According to the Washington Times, Mace appeared before a House Oversight and Accountability Committee hearing on Wednesday to highlight Twitter’s efforts to hush information regarding Hunter Biden’s laptop computer, as well as the broader problem of Twitter removing comments at the request of federal agencies.
The session was attended by Twitter’s former chief legal officer Vijaya Gadde, former deputy general counsel James Baker, and former director of trust and safety Yoel Roth.
Todays @GOPoversight hearing puts @twitter execs in the hot seat. Twitter has basically been a subsidiary of the FBI and other government agencies who successfully censored voices they disagreed with. Just cause. pic.twitter.com/KtTMzFHf0w
— Rep. Nancy Mace (@RepNancyMace) February 8, 2023
Mace said, “Twitter worked overtime to suppress accurate COVID information.”
Telling the former Twitter executives at the hearing “apparently, the views of a Stanford doctor are disinformation to you people,” she protested to Twitter’s efforts to restrict content from Jay Bhattacharya, a Stanford doctor who criticized the federal response to the COVID-19 outbreak.
Then Mace got personal.
“I, along with many Americans, have long-term effects from COVID. Not only was I a long hauler, but I have effects from the vaccine. It wasn’t the first shot, but it was the second shot that I now developed asthma that has never gone away since I had the second shot,” she said.

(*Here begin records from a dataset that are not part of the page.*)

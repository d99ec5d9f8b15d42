//! Dialect selection and the text-dialect interface

use std::fmt;
use std::str::FromStr;

use serde::{Deserialize, Serialize};

use crate::data::{Condition, DesiredData, Intent};
use crate::error::Result;

/// Supported configuration dialects
#[derive(Debug, Clone, Copy, PartialEq, Eq, Hash, Serialize, Deserialize)]
#[serde(rename_all = "lowercase")]
pub enum DialectKind {
    /// `key = value` with any whitespace around `=`
    OpenEq,
    /// `key=value` or `key = value`
    ClosedEq,
    /// `key value`
    Space,
    /// `[section]` headers over `key = value` lines
    TagConf,
    /// `defaults read/write` against a domain
    Defaults,
    /// `defaults read/write` against a plist file
    Plist,
    /// Installed configuration profiles
    Profiles,
}

impl DialectKind {
    pub fn name(&self) -> &'static str {
        match self {
            Self::OpenEq => "openeq",
            Self::ClosedEq => "closedeq",
            Self::Space => "space",
            Self::TagConf => "tagconf",
            Self::Defaults => "defaults",
            Self::Plist => "plist",
            Self::Profiles => "profiles",
        }
    }
}

impl fmt::Display for DialectKind {
    fn fmt(&self, f: &mut fmt::Formatter<'_>) -> fmt::Result {
        f.write_str(self.name())
    }
}

impl FromStr for DialectKind {
    type Err = String;

    fn from_str(s: &str) -> std::result::Result<Self, Self::Err> {
        match s.to_lowercase().as_str() {
            "openeq" => Ok(Self::OpenEq),
            "closedeq" => Ok(Self::ClosedEq),
            "space" => Ok(Self::Space),
            "tagconf" => Ok(Self::TagConf),
            "defaults" => Ok(Self::Defaults),
            "plist" => Ok(Self::Plist),
            "profiles" => Ok(Self::Profiles),
            other => Err(format!("unknown dialect: {other}")),
        }
    }
}

/// One physical line of a parsed artifact. `raw` keeps the original text
/// including its line ending so untouched lines render byte-for-byte.
#[derive(Debug, Clone, PartialEq, Eq)]
pub enum Line {
    /// Blank lines, comments and anything the dialect does not address
    Other(String),
    Section {
        name: String,
        raw: String,
    },
    Entry {
        section: Option<String>,
        key: String,
        value: String,
        raw: String,
    },
    /// A line the dialect cannot parse. `key` is set when one could still
    /// be recognized, so fixes can replace the line.
    Malformed {
        section: Option<String>,
        key: Option<String>,
        reason: String,
        raw: String,
    },
}

impl Line {
    pub fn raw(&self) -> &str {
        match self {
            Self::Other(raw)
            | Self::Section { raw, .. }
            | Self::Entry { raw, .. }
            | Self::Malformed { raw, .. } => raw,
        }
    }

    fn raw_mut(&mut self) -> &mut String {
        match self {
            Self::Other(raw)
            | Self::Section { raw, .. }
            | Self::Entry { raw, .. }
            | Self::Malformed { raw, .. } => raw,
        }
    }

    /// Key carried by the line within `section`, if any
    pub fn key_in(&self, section: Option<&str>) -> Option<&str> {
        match self {
            Self::Entry {
                section: s, key, ..
            } if s.as_deref() == section => Some(key.as_str()),
            Self::Malformed {
                section: s,
                key: Some(key),
                ..
            } if s.as_deref() == section => Some(key.as_str()),
            _ => None,
        }
    }

    pub fn section(&self) -> Option<&str> {
        match self {
            Self::Section { name, .. } => Some(name.as_str()),
            Self::Entry { section, .. } | Self::Malformed { section, .. } => section.as_deref(),
            Self::Other(_) => None,
        }
    }

    /// Line terminator of the raw text
    pub fn ending(&self) -> &str {
        let raw = self.raw();
        if raw.ends_with("\r\n") {
            "\r\n"
        } else if raw.ends_with('\n') {
            "\n"
        } else {
            ""
        }
    }
}

/// A parsed artifact
#[derive(Debug, Clone, Default, PartialEq, Eq)]
pub struct Document {
    pub lines: Vec<Line>,
}

impl Document {
    pub fn render(&self) -> String {
        self.lines.iter().map(Line::raw).collect()
    }

    /// Make sure the line at `index` ends with a newline before something
    /// is placed after it
    pub(crate) fn terminate(&mut self, index: usize) {
        if let Some(line) = self.lines.get_mut(index)
            && line.ending().is_empty()
        {
            line.raw_mut().push('\n');
        }
    }

    /// Append `line` at the end, terminating the current last line first
    pub(crate) fn append(&mut self, line: Line) {
        if let Some(last) = self.lines.len().checked_sub(1) {
            self.terminate(last);
        }
        self.lines.push(line);
    }

    /// Insert `line` after `index`
    pub(crate) fn insert_after(&mut self, index: usize, line: Line) {
        self.terminate(index);
        self.lines.insert(index + 1, line);
    }
}

/// Keys that are not in the desired state
#[derive(Debug, Clone, Default, PartialEq, Eq)]
pub struct Difference {
    /// Keys missing or holding the wrong value
    pub fixables: Vec<String>,
    /// Keys present that must be absent
    pub removables: Vec<String>,
    pub conditions: Vec<Condition>,
}

impl Difference {
    pub fn is_compliant(&self) -> bool {
        self.fixables.is_empty() && self.removables.is_empty() && self.conditions.is_empty()
    }

    pub(crate) fn fixable(&mut self, key: impl Into<String>) {
        let key = key.into();
        if !self.fixables.contains(&key) {
            self.fixables.push(key);
        }
    }

    pub(crate) fn removable(&mut self, key: impl Into<String>) {
        let key = key.into();
        if !self.removables.contains(&key) {
            self.removables.push(key);
        }
    }
}

/// A text configuration dialect
pub trait TextDialect: Send + Sync {
    fn kind(&self) -> DialectKind;

    /// Parse artifact content. Unparseable lines become [`Line::Malformed`].
    fn parse(&self, content: &str) -> Document;

    /// Compare a parsed artifact against the desired state
    fn diff(&self, doc: &Document, desired: &DesiredData, intent: Intent) -> Result<Difference>;

    /// Produce corrected content, leaving unrelated lines untouched
    fn render(&self, doc: &Document, desired: &DesiredData, intent: Intent) -> Result<String>;
}

/// Split `content` into lines, keeping each terminator
pub(crate) fn physical_lines(content: &str) -> impl Iterator<Item = &str> {
    content.split_inclusive('\n')
}

/// Line text without its terminator
pub(crate) fn body(raw: &str) -> &str {
    raw.trim_end_matches(['\n', '\r'])
}

/// Blank or `#` comment
pub(crate) fn is_ignorable(raw: &str) -> bool {
    let trimmed = body(raw).trim();
    trimmed.is_empty() || trimmed.starts_with('#')
}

“I have tremors in my left hand, and I have the occasional heart pain that no doctor can explain. And I’ve had a battery of tests,” she said.
“I find it extremely alarming Twitter’s unfettered censorship spread into medical fields and affected millions of Americans by suppressing expert opinions from doctors and censoring those who disagreed with the CDC,” she said.
Mace, like many others, now lives with regrets – and health problems.
“I have great regrets about getting the shot because of the health issues that I now have that I don’t think are ever going to go away. And I know that I’m not the only American who has those kinds of concerns,” she said.
.@RepNancyMace: You're not a doctor, right?
Gadde: No I'm not.
Mace: What makes you think you or anyone else at Twitter have the medical expertise to censor actual, accurate CDC data?
Gadde: I'm not familiar with these particular situations.